*Work instruction*.
Please restate each entry word for word.

*Source material*.
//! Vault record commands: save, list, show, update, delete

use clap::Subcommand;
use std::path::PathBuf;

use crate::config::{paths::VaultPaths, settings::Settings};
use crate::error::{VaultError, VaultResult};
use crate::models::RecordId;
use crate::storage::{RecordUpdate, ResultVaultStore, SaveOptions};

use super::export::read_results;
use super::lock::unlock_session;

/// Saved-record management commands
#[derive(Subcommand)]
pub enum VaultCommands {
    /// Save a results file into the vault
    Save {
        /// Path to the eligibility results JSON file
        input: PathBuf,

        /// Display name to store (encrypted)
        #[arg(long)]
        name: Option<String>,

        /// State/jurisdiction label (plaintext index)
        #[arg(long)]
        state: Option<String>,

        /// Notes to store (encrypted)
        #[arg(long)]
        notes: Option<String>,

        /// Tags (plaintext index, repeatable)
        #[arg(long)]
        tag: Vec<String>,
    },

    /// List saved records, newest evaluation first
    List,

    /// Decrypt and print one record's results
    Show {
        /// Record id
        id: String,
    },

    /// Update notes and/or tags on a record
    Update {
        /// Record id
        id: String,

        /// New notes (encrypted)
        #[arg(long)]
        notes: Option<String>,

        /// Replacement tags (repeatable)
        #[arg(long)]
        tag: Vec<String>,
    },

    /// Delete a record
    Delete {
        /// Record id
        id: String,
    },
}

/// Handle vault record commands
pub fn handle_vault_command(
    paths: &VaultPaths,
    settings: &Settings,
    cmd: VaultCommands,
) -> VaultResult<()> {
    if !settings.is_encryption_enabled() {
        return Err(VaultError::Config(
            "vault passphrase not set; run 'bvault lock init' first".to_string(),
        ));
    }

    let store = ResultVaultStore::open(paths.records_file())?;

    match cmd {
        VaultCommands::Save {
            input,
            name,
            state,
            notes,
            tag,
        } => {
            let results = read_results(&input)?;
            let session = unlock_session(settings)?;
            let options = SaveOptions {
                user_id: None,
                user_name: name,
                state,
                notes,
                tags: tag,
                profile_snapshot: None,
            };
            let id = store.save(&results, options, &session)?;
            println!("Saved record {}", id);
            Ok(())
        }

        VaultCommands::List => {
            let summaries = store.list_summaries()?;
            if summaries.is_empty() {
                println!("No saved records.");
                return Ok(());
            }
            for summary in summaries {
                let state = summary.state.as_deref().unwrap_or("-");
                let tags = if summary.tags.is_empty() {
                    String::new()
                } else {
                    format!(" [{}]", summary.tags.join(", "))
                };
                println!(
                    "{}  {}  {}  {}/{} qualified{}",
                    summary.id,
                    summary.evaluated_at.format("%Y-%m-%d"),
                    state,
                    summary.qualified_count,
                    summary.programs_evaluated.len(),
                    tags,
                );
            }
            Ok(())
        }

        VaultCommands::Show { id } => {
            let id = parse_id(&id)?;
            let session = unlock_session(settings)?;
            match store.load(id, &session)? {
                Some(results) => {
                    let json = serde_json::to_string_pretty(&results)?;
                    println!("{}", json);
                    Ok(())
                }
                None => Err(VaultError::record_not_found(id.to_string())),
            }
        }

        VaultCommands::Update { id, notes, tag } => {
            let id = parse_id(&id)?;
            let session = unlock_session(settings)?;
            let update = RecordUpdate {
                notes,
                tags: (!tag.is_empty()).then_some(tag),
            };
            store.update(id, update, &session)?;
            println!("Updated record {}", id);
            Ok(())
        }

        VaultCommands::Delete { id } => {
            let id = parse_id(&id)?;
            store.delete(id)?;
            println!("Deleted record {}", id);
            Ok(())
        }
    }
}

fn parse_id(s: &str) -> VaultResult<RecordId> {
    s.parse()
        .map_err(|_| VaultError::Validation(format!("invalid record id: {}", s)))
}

*Final answer*.
//! Vault record commands: save, list, show, update, delete

use clap::Subcommand;
use std::path::PathBuf;

use crate::config::{paths::VaultPaths, settings::Settings};
use crate::error::{VaultError, VaultResult};
use crate::models::RecordId;
use crate::storage::{RecordUpdate, ResultVaultStore, SaveOptions};

use super::export::read_results;
use super::lock::unlock_session;

/// Saved-record management commands
#[derive(Subcommand)]
pub enum VaultCommands {
    /// Save a results file into the vault
    Save {
        /// Path to the eligibility results JSON file
        input: PathBuf,

        /// Display name to store (encrypted)
        #[arg(long)]
        name: Option<String>,

        /// State/jurisdiction label (plaintext index)
        #[arg(long)]
        state: Option<String>,

        /// Notes to store (encrypted)
        #[arg(long)]
        notes: Option<String>,

        /// Tags (plaintext index, repeatable)
        #[arg(long)]
        tag: Vec<String>,
    },

    /// List saved records, newest evaluation first
    List,

    /// Decrypt and print one record's results
    Show {
        /// Record id
        id: String,
    },

    /// Update notes and/or tags on a record
    Update {
        /// Record id
        id: String,

        /// New notes (encrypted)
        #[arg(long)]
        notes: Option<String>,

        /// Replacement tags (repeatable)
        #[arg(long)]
        tag: Vec<String>,
    },

    /// Delete a record
    Delete {
        /// Record id
        id: String,
    },
}

/// Handle vault record commands
pub fn handle_vault_command(
    paths: &VaultPaths,
    settings: &Settings,
    cmd: VaultCommands,
) -> VaultResult<()> {
    if !settings.is_encryption_enabled() {
        return Err(VaultError::Config(
            "vault passphrase not set; run 'bvault lock init' first".to_string(),
        ));
    }

    let store = ResultVaultStore::open(paths.records_file())?;

    match cmd {
        VaultCommands::Save {
            input,
            name,
            state,
            notes,
            tag,
        } => {
            let results = read_results(&input)?;
            let session = unlock_session(settings)?;
            let options = SaveOptions {
                user_id: None,
                user_name: name,
                state,
                notes,
                tags: tag,
                profile_snapshot: None,
            };
            let id = store.save(&results, options, &session)?;
            println!("Saved record {}", id);
            Ok(())
        }

        VaultCommands::List => {
            let summaries = store.list_summaries()?;
            if summaries.is_empty() {
                println!("No saved records.");
                return Ok(());
            }
            for summary in summaries {
                let state = summary.state.as_deref().unwrap_or("-");
                let tags = if summary.tags.is_empty() {
                    String::new()
                } else {
                    format!(" [{}]", summary.tags.join(", "))
                };
                println!(
                    "{}  {}  {}  {}/{} qualified{}",
                    summary.id,
                    summary.evaluated_at.format("%Y-%m-%d"),
                    state,
                    summary.qualified_count,
                    summary.programs_evaluated.len(),
                    tags,
                );
            }
            Ok(())
        }

        VaultCommands::Show { id } => {
            let id = parse_id(&id)?;
            let session = unlock_session(settings)?;
            match store.load(id, &session)? {
                Some(results) => {
                    let json = serde_json::to_string_pretty(&results)?;
                    println!("{}", json);
                    Ok(())
                }
                None => Err(VaultError::record_not_found(id.to_string())),
            }
        }

        VaultCommands::Update { id, notes, tag } => {
            let id = parse_id(&id)?;
            let session = unlock_session(settings)?;
            let update = RecordUpdate {
                notes,
                tags: (!tag.is_empty()).then_some(tag),
            };
            store.update(id, update, &session)?;
            println!("Updated record {}", id);
            Ok(())
        }

        VaultCommands::Delete { id } => {
            let id = parse_id(&id)?;
            store.delete(id)?;
            println!("Deleted record {}", id);
            Ok(())
        }
    }
}

fn parse_id(s: &str) -> VaultResult<RecordId> {
    s.parse()
        .map_err(|_| VaultError::Validation(format!("invalid record id: {}", s)))
}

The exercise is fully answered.